> **SOURCE DATA**
# # # # #

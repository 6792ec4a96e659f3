//! HTTP server setup and the per-request handler.
//!
//! # Responsibilities
//! - Create the Axum router: every method on every request target reaches one handler
//! - Answer CORS preflight locally
//! - Forward everything else to the backend and relay the answer
//! - Wire up tracing spans tagged with a request ID
//! - Serve until the shutdown signal, then drain in-flight exchanges

use axum::{
    body::Body,
    extract::State,
    http::{uri::Authority, Method, Request},
    response::{IntoResponse, Response},
    Router,
};
use hyper_util::{
    client::legacy::{connect::HttpConnector, Client},
    rt::TokioExecutor,
};
use std::time::{Duration, Instant};
use tokio::sync::broadcast;
use tower::ServiceBuilder;
use tower_http::trace::{DefaultOnFailure, TraceLayer};
use tracing::Level;
use uuid::Uuid;

use crate::config::{loader, parse_backend_authority, ConfigError, ProxyConfig};
use crate::http::{cors, request, response, ProxyError};
use crate::net::Listener;
use crate::observability::metrics;

/// Application state injected into the handler. Immutable after startup.
#[derive(Clone)]
pub struct AppState {
    pub backend: Authority,
    pub client: Client<HttpConnector, Body>,
    pub response_timeout: Option<Duration>,
}

/// HTTP server for the forwarding proxy.
pub struct HttpServer {
    router: Router,
    config: ProxyConfig,
}

impl HttpServer {
    /// Create a new HTTP server, validating the configuration first.
    pub fn new(config: ProxyConfig) -> Result<Self, ConfigError> {
        let config = loader::check(config)?;
        let backend = parse_backend_authority(&config.backend.address)
            .map_err(|e| ConfigError::Validation(vec![e]))?;

        let mut connector = HttpConnector::new();
        connector.set_connect_timeout(Some(config.timeouts.connect()));
        connector.set_nodelay(true);

        // No idle pooling: each exchange gets its own backend connection,
        // which closes when the exchange completes or is dropped.
        let client = Client::builder(TokioExecutor::new())
            .pool_max_idle_per_host(0)
            .build(connector);

        let state = AppState {
            backend,
            client,
            response_timeout: config.timeouts.response(),
        };

        let router = Self::build_router(state);
        Ok(Self { router, config })
    }

    fn build_router(state: AppState) -> Router {
        let trace = TraceLayer::new_for_http()
            .make_span_with(|request: &Request<Body>| {
                tracing::info_span!(
                    "request",
                    request_id = %Uuid::new_v4(),
                    method = %request.method(),
                    path = %request.uri().path()
                )
            })
            .on_failure(DefaultOnFailure::new().level(Level::WARN));

        // A fallback rather than path routes: targets like `*` must reach the
        // handler too.
        Router::new()
            .fallback(proxy_handler)
            .with_state(state)
            .layer(ServiceBuilder::new().layer(trace))
    }

    /// Run the server on a bound listener until `shutdown` fires or every
    /// `Shutdown` handle is dropped.
    pub async fn run(
        self,
        listener: Listener,
        mut shutdown: broadcast::Receiver<()>,
    ) -> Result<(), std::io::Error> {
        tracing::info!(
            address = %listener.local_addr(),
            backend = %self.config.backend.address,
            "Proxy server running"
        );

        axum::serve(listener.into_inner(), self.router)
            .with_graceful_shutdown(async move {
                let _ = shutdown.recv().await;
                tracing::info!("Shutdown signal received, draining connections");
            })
            .await?;

        tracing::info!("HTTP server stopped");
        Ok(())
    }
}

/// Answer preflight locally, forward everything else.
async fn proxy_handler(State(state): State<AppState>, request: Request<Body>) -> Response {
    let start = Instant::now();
    let method = request.method().clone();

    tracing::info!(method = %method, target = %request.uri(), "Received request");

    if method == Method::OPTIONS {
        metrics::record_request(method.as_str(), 200, start);
        return cors::preflight();
    }

    let response = match forward(&state, request).await {
        Ok(response) => response,
        Err(e) => {
            tracing::warn!(error = %e.diagnostic(), status = %e.status(), "Proxy error");
            e.into_response()
        }
    };

    metrics::record_request(method.as_str(), response.status().as_u16(), start);
    response
}

/// One forwarding attempt: no retries, the body is streamed both ways.
async fn forward(state: &AppState, inbound: Request<Body>) -> Result<Response, ProxyError> {
    let outbound = request::forward_request(inbound, &state.backend)?;
    tracing::debug!(target = %outbound.uri(), "Proxying request");

    let pending = state.client.request(outbound);
    let backend_response = match state.response_timeout {
        Some(limit) => tokio::time::timeout(limit, pending)
            .await
            .map_err(|_| ProxyError::UpstreamTimeout(limit))??,
        None => pending.await?,
    };

    tracing::debug!(status = %backend_response.status(), "Backend responded");
    Ok(response::relay(backend_response))
}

# # # # #

> **TASK INSTRUCTIONS**
Return the material exactly as it was provided.

> **TASK OUTPUT**
repository 6792ec4a96e659f3
//! HTTP server setup and the per-request handler.
//!
//! # Responsibilities
//! - Create the Axum router: every method on every request target reaches one handler
//! - Answer CORS preflight locally
//! - Forward everything else to the backend and relay the answer
//! - Wire up tracing spans tagged with a request ID
//! - Serve until the shutdown signal, then drain in-flight exchanges

use axum::{
    body::Body,
    extract::State,
    http::{uri::Authority, Method, Request},
    response::{IntoResponse, Response},
    Router,
};
use hyper_util::{
    client::legacy::{connect::HttpConnector, Client},
    rt::TokioExecutor,
};
use std::time::{Duration, Instant};
use tokio::sync::broadcast;
use tower::ServiceBuilder;
use tower_http::trace::{DefaultOnFailure, TraceLayer};
use tracing::Level;
use uuid::Uuid;

use crate::config::{loader, parse_backend_authority, ConfigError, ProxyConfig};
use crate::http::{cors, request, response, ProxyError};
use crate::net::Listener;
use crate::observability::metrics;

/// Application state injected into the handler. Immutable after startup.
#[derive(Clone)]
pub struct AppState {
    pub backend: Authority,
    pub client: Client<HttpConnector, Body>,
    pub response_timeout: Option<Duration>,
}

/// HTTP server for the forwarding proxy.
pub struct HttpServer {
    router: Router,
    config: ProxyConfig,
}

impl HttpServer {
    /// Create a new HTTP server, validating the configuration first.
    pub fn new(config: ProxyConfig) -> Result<Self, ConfigError> {
        let config = loader::check(config)?;
        let backend = parse_backend_authority(&config.backend.address)
            .map_err(|e| ConfigError::Validation(vec![e]))?;

        let mut connector = HttpConnector::new();
        connector.set_connect_timeout(Some(config.timeouts.connect()));
        connector.set_nodelay(true);

        // No idle pooling: each exchange gets its own backend connection,
        // which closes when the exchange completes or is dropped.
        let client = Client::builder(TokioExecutor::new())
            .pool_max_idle_per_host(0)
            .build(connector);

        let state = AppState {
            backend,
            client,
            response_timeout: config.timeouts.response(),
        };

        let router = Self::build_router(state);
        Ok(Self { router, config })
    }

    fn build_router(state: AppState) -> Router {
        let trace = TraceLayer::new_for_http()
            .make_span_with(|request: &Request<Body>| {
                tracing::info_span!(
                    "request",
                    request_id = %Uuid::new_v4(),
                    method = %request.method(),
                    path = %request.uri().path()
                )
            })
            .on_failure(DefaultOnFailure::new().level(Level::WARN));

        // A fallback rather than path routes: targets like `*` must reach the
        // handler too.
        Router::new()
            .fallback(proxy_handler)
            .with_state(state)
            .layer(ServiceBuilder::new().layer(trace))
    }

    /// Run the server on a bound listener until `shutdown` fires or every
    /// `Shutdown` handle is dropped.
    pub async fn run(
        self,
        listener: Listener,
        mut shutdown: broadcast::Receiver<()>,
    ) -> Result<(), std::io::Error> {
        tracing::info!(
            address = %listener.local_addr(),
            backend = %self.config.backend.address,
            "Proxy server running"
        );

        axum::serve(listener.into_inner(), self.router)
            .with_graceful_shutdown(async move {
                let _ = shutdown.recv().await;
                tracing::info!("Shutdown signal received, draining connections");
            })
            .await?;

        tracing::info!("HTTP server stopped");
        Ok(())
    }
}

/// Answer preflight locally, forward everything else.
async fn proxy_handler(State(state): State<AppState>, request: Request<Body>) -> Response {
    let start = Instant::now();
    let method = request.method().clone();

    tracing::info!(method = %method, target = %request.uri(), "Received request");

    if method == Method::OPTIONS {
        metrics::record_request(method.as_str(), 200, start);
        return cors::preflight();
    }

    let response = match forward(&state, request).await {
        Ok(response) => response,
        Err(e) => {
            tracing::warn!(error = %e.diagnostic(), status = %e.status(), "Proxy error");
            e.into_response()
        }
    };

    metrics::record_request(method.as_str(), response.status().as_u16(), start);
    response
}

/// One forwarding attempt: no retries, the body is streamed both ways.
async fn forward(state: &AppState, inbound: Request<Body>) -> Result<Response, ProxyError> {
    let outbound = request::forward_request(inbound, &state.backend)?;
    tracing::debug!(target = %outbound.uri(), "Proxying request");

    let pending = state.client.request(outbound);
    let backend_response = match state.response_timeout {
        Some(limit) => tokio::time::timeout(limit, pending)
            .await
            .map_err(|_| ProxyError::UpstreamTimeout(limit))??,
        None => pending.await?,
    };

    tracing::debug!(status = %backend_response.status(), "Backend responded");
    Ok(response::relay(backend_response))
}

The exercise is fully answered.